#### Records supplied
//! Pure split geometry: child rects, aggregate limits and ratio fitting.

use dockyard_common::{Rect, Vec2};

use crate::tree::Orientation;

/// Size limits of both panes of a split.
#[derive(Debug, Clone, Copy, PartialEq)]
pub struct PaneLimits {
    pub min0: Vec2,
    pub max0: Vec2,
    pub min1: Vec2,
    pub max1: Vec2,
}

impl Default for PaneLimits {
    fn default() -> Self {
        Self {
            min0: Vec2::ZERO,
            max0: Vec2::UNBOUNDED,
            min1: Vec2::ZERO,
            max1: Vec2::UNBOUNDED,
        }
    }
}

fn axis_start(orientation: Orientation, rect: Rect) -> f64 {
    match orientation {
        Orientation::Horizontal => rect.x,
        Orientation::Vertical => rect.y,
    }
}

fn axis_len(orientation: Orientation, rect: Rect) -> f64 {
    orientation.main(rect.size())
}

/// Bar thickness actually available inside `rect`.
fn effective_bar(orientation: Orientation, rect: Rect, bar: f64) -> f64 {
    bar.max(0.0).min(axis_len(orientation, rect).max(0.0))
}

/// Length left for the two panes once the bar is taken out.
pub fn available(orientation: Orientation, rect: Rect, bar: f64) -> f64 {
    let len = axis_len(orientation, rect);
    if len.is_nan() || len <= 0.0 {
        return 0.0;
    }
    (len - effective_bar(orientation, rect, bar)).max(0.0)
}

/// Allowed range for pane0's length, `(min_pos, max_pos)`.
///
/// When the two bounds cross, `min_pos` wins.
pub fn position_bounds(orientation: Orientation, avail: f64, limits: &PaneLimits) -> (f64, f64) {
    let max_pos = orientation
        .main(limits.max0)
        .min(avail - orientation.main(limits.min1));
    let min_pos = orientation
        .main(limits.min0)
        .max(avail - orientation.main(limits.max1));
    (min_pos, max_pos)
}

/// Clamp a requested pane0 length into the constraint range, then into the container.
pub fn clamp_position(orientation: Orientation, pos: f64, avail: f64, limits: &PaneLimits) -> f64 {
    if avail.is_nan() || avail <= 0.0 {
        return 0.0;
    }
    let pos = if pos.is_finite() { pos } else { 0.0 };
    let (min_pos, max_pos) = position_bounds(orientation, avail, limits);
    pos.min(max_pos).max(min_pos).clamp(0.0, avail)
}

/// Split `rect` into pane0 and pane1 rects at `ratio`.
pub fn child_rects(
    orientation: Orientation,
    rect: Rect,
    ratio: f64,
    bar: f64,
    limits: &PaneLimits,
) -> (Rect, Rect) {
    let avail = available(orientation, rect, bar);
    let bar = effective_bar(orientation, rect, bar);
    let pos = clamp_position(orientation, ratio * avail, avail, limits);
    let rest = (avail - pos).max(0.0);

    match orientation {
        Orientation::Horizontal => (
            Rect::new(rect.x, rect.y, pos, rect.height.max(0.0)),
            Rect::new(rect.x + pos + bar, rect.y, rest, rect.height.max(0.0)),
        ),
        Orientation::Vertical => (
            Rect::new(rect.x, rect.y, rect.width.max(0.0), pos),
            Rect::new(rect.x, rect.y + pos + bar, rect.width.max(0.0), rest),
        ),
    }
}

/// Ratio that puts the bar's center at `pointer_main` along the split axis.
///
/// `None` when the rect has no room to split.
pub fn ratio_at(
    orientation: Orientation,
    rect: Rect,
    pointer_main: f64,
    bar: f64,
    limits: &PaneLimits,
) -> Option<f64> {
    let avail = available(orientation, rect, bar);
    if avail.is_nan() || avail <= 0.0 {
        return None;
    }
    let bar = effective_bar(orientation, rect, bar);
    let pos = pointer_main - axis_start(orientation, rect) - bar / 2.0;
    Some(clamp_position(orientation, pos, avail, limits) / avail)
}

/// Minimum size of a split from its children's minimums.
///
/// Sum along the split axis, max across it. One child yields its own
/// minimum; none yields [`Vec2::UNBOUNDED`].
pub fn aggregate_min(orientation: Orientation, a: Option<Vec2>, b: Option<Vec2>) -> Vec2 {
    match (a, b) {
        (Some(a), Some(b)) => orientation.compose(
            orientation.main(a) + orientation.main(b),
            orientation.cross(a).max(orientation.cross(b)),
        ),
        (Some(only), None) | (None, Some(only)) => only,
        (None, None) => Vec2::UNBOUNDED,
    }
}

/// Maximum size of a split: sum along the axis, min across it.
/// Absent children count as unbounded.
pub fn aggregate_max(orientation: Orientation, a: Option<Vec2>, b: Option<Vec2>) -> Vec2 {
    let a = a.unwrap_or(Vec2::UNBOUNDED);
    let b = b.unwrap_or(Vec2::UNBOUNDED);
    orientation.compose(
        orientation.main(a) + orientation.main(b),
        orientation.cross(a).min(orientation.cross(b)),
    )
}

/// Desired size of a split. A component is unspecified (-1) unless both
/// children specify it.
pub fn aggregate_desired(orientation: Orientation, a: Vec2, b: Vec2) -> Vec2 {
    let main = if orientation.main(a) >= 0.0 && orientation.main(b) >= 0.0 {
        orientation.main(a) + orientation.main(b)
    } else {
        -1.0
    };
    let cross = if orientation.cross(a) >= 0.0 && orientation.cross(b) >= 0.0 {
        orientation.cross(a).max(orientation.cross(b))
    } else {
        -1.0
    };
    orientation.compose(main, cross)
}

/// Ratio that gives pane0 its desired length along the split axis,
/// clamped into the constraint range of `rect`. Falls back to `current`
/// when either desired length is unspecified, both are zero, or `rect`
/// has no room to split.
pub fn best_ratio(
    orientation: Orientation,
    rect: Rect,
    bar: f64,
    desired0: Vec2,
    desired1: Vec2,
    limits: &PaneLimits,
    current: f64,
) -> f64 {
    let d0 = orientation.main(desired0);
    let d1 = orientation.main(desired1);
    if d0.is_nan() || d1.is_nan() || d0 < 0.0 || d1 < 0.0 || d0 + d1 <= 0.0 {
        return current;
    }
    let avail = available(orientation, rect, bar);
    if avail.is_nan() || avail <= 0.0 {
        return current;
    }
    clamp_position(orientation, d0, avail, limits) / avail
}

#### Prompt
Show each line in the entries that holds the string "Some".

#### Solution to this task
    Some(clamp_position(orientation, pos, avail, limits) / avail)
        (Some(a), Some(b)) => orientation.compose(
        (Some(only), None) | (None, Some(only)) => only,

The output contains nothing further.